Sur l'appel incident de la banque, l'indemnité de recouvrement ne devient exigible qu'au prononcé de la déchéance du terme et ne porte intérêt au taux légal qu'à compter de cette date.
La règle édictée par l'article L.312-23 du code de la consommation, selon lequel aucune indemnité ni aucun coût autres que ceux qui sont mentionnés aux articles L. 312-21 et L. 312-22 du code de la consommation ne peuvent être
mis à la charge de l'emprunteur dans les cas de remboursement par
anticipation d'un prêt immobilier ou de défaillance prévus par ces articles, fait
obstacle à l'application de la capitalisation des intérêts prévue par le second
texte susvisé. Cette demande sera rejetée.

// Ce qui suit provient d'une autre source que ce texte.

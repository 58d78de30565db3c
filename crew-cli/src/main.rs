// ABOUTME: Command-line front-end that loads a crew file and runs it against a chat reasoner.
// ABOUTME: Prints per-task outcomes, the combined output, and a summary of failures.

use std::path::PathBuf;
use std::process::ExitCode;

use anyhow::{Context, Result};
use clap::Parser;
use tokio_util::sync::CancellationToken;
use tracing_subscriber::{EnvFilter, fmt, prelude::*};

use taskcrew::prelude::*;

/// Run a crew of agents over a dependency graph of tasks.
#[derive(Parser, Debug)]
#[command(name = "crew-cli")]
#[command(author, version, about, long_about = None)]
struct Cli {
    /// Crew definition file (.json, .yaml or .yml).
    #[arg(short, long)]
    config: PathBuf,

    /// Value for the `{topic}` template parameter.
    #[arg(short, long)]
    topic: Option<String>,

    /// Extra template parameters as NAME=VALUE.
    #[arg(short = 'p', long = "param", value_parser = parse_param)]
    params: Vec<(String, String)>,

    /// Only run tasks assigned to this role. May be repeated.
    #[arg(short, long = "role")]
    roles: Vec<String>,

    /// Maximum number of tasks running at once.
    #[arg(long)]
    max_concurrency: Option<usize>,

    /// Deadline for the whole run, in seconds.
    #[arg(long)]
    timeout: Option<u64>,

    /// Override the reasoner model.
    #[arg(long)]
    model: Option<String>,

    /// Override the reasoner base URL.
    #[arg(long)]
    base_url: Option<String>,

    /// Print the full report as JSON.
    #[arg(long)]
    json: bool,
}

fn parse_param(raw: &str) -> Result<(String, String), String> {
    match raw.split_once('=') {
        Some((name, value)) if !name.trim().is_empty() => {
            Ok((name.trim().to_string(), value.to_string()))
        }
        _ => Err(format!("expected NAME=VALUE, got '{}'", raw)),
    }
}

impl Cli {
    fn apply_overrides(&self, config: &mut CrewConfig) {
        if let Some(max) = self.max_concurrency {
            config.settings.max_concurrency = Some(max);
        }
        if let Some(secs) = self.timeout {
            config.settings.run_timeout_secs = Some(secs);
        }
        if let Some(model) = &self.model {
            config.reasoner.model = model.clone();
        }
        if let Some(base_url) = &self.base_url {
            config.reasoner.base_url = base_url.clone();
        }
    }

    fn inputs(&self) -> RunInputs {
        let mut inputs = RunInputs::new();
        if let Some(topic) = &self.topic {
            inputs = inputs.topic(topic.clone());
        }
        for (name, value) in &self.params {
            inputs = inputs.param(name.clone(), value.clone());
        }
        for role in &self.roles {
            inputs = inputs.role(role.clone());
        }
        inputs
    }
}

fn init_tracing() {
    let filter = EnvFilter::try_from_default_env().unwrap_or_else(|_| EnvFilter::new("info"));
    tracing_subscriber::registry()
        .with(filter)
        .with(fmt::layer().with_writer(std::io::stderr))
        .init();
}

fn print_report(report: &CrewReport) {
    println!("Run {}\n", report.run_id);
    for outcome in &report.outcomes {
        println!(
            "- {} [{}] {} ({} iteration(s))",
            outcome.key, outcome.role, outcome.status, outcome.iterations
        );
    }
    println!("\n{}", report.output);
}

#[tokio::main]
async fn main() -> Result<ExitCode> {
    // Load .env file if present
    let _ = dotenvy::dotenv();
    init_tracing();

    let cli = Cli::parse();

    let mut config = CrewConfig::load(&cli.config)
        .with_context(|| format!("loading crew file {}", cli.config.display()))?;
    cli.apply_overrides(&mut config);

    let reasoner = ChatReasoner::new(config.reasoner_config()?)?;
    let mut tools = ToolDirectory::new();
    register_web_tools(&mut tools)?;

    let crew = CrewBuilder::from_config(&config)?
        .tool_directory(tools)
        .reasoner(reasoner)
        .build()?;

    let cancel = CancellationToken::new();
    let on_interrupt = cancel.clone();
    tokio::spawn(async move {
        if tokio::signal::ctrl_c().await.is_ok() {
            tracing::warn!("Interrupted; cancelling run");
            on_interrupt.cancel();
        }
    });

    let report = match crew.kickoff_with_cancel(cli.inputs(), cancel).await {
        Ok(report) => report,
        Err(CrewError::Run(RunError::NoOutput { failures })) => {
            eprintln!("No task produced an output:");
            for (task, reason) in failures {
                eprintln!("- {}: {}", task, reason);
            }
            return Ok(ExitCode::FAILURE);
        }
        Err(e) => return Err(e.into()),
    };

    if cli.json {
        println!("{}", serde_json::to_string_pretty(&report)?);
    } else {
        print_report(&report);
    }

    match report.error_summary() {
        Some(summary) => {
            eprintln!("\n{}", summary);
            Ok(ExitCode::FAILURE)
        }
        None => Ok(ExitCode::SUCCESS),
    }
}

#[cfg(test)]
mod tests {
    use super::*;
    use clap::CommandFactory;

    #[test]
    fn test_cli_definition() {
        Cli::command().debug_assert();
    }

    #[test]
    fn test_parse_args() {
        let cli = Cli::try_parse_from([
            "crew-cli", "--config", "crew.yaml", "--topic", "Rust", "--role", "Editor", "--role",
            "Researcher", "-p", "tone=dry", "--max-concurrency", "2",
        ])
        .unwrap();
        assert_eq!(cli.roles, vec!["Editor", "Researcher"]);
        assert_eq!(cli.params, vec![("tone".to_string(), "dry".to_string())]);

        let inputs = cli.inputs();
        assert_eq!(inputs.params.get("topic").map(String::as_str), Some("Rust"));
        assert_eq!(inputs.params.len(), 2);
    }

    #[test]
    fn test_parse_param_rejects_missing_value() {
        assert!(parse_param("novalue").is_err());
        assert!(parse_param("=x").is_err());
        assert_eq!(parse_param("a=b=c").unwrap(), ("a".into(), "b=c".into()));
    }

    #[test]
    fn test_overrides() {
        let cli = Cli::try_parse_from([
            "crew-cli", "-c", "x.json", "--timeout", "30", "--model", "m", "--base-url", "http://h",
        ])
        .unwrap();
        let mut config =
            CrewConfig::from_json_str(r#"{"agents": [{"role": "A", "goal": "g"}]}"#).unwrap();
        cli.apply_overrides(&mut config);
        assert_eq!(config.settings.run_timeout_secs, Some(30));
        assert_eq!(config.reasoner.model, "m");
        assert_eq!(config.reasoner.base_url, "http://h");
    }
}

Partie perdante au sens de l'article 696 du code de procédure civile, les emprunteurs supporteront les dépens d'appel.
PAR CES MOTIFS
Statuant contradictoirement
Infirme le jugement en ce qu'il a condamné solidairement M. [M] [T] et son épouse née [C] [R] à payer à la Caisse Régionale de Crédit Agricole Mutuel du Languedoc la somme de 1000€ en application des dispositions de l'article 700 du code de procédure civile.
Statuant à nouveau,
Dit n'y avoir lieu à application de ses dispositions en première instance
Confirme le surplus
Y ajoutant
déboute la Caisse Régionale de Crédit Agricole Mutuel du Languedoc de sa demande de capitalisation des intérêts.
Condamne in solidum M. [M] [T] et son épouse née [C] [R] aux dépens d'appel.
Dit n'y avoir lieu à application des dispositions de l'article 700 du code de procédure civile en cause d'appel.